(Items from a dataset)
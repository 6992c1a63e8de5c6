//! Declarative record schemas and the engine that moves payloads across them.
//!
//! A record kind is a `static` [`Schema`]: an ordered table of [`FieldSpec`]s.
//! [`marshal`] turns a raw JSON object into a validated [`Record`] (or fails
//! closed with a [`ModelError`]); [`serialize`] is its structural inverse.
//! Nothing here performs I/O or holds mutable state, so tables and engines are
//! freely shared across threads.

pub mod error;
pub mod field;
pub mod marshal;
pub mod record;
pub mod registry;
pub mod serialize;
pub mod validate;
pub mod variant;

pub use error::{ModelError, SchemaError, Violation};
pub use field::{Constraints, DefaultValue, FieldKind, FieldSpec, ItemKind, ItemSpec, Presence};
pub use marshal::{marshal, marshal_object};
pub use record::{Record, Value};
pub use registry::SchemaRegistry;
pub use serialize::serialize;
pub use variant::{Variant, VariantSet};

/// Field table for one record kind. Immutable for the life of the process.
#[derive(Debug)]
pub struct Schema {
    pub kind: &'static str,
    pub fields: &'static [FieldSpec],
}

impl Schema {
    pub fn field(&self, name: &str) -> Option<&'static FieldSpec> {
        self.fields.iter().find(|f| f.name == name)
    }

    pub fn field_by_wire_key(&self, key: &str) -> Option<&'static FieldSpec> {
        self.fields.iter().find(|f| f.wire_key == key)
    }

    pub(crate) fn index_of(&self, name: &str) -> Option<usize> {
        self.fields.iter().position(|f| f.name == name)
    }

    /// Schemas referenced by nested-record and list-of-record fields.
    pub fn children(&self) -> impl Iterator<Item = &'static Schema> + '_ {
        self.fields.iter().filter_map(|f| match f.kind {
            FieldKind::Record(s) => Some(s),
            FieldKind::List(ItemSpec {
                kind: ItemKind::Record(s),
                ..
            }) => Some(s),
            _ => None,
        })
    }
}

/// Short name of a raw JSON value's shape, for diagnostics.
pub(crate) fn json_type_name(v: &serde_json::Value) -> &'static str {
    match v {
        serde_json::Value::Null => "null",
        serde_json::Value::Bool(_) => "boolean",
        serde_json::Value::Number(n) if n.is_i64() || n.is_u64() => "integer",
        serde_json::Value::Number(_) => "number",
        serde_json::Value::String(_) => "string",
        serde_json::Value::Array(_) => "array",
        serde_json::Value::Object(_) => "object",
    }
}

* * *

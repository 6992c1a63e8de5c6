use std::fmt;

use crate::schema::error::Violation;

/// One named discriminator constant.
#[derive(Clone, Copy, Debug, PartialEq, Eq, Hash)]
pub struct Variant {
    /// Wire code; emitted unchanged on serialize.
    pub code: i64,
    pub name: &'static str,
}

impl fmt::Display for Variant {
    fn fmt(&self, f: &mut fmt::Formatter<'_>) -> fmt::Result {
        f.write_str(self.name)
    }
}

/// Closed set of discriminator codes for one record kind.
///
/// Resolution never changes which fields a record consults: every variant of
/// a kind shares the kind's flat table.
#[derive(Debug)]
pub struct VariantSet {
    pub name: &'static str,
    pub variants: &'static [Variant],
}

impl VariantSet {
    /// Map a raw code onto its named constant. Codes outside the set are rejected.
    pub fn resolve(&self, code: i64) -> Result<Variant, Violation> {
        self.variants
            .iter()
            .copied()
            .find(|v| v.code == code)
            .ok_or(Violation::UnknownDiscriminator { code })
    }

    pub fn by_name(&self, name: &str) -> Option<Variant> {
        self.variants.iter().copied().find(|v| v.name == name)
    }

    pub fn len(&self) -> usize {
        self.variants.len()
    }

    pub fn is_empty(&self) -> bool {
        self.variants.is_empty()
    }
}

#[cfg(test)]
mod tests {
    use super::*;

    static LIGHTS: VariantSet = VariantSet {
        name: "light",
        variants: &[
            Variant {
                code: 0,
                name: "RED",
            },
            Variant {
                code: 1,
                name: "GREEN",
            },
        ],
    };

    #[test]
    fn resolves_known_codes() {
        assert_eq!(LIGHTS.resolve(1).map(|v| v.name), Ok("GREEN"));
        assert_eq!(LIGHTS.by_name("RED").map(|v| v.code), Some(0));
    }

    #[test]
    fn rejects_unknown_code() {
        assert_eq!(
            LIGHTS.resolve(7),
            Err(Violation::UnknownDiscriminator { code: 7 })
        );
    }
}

REQUIRED ACTION
Say how many lines in the records hold the word "ItemKind", giving the number by itself.

RESULT
2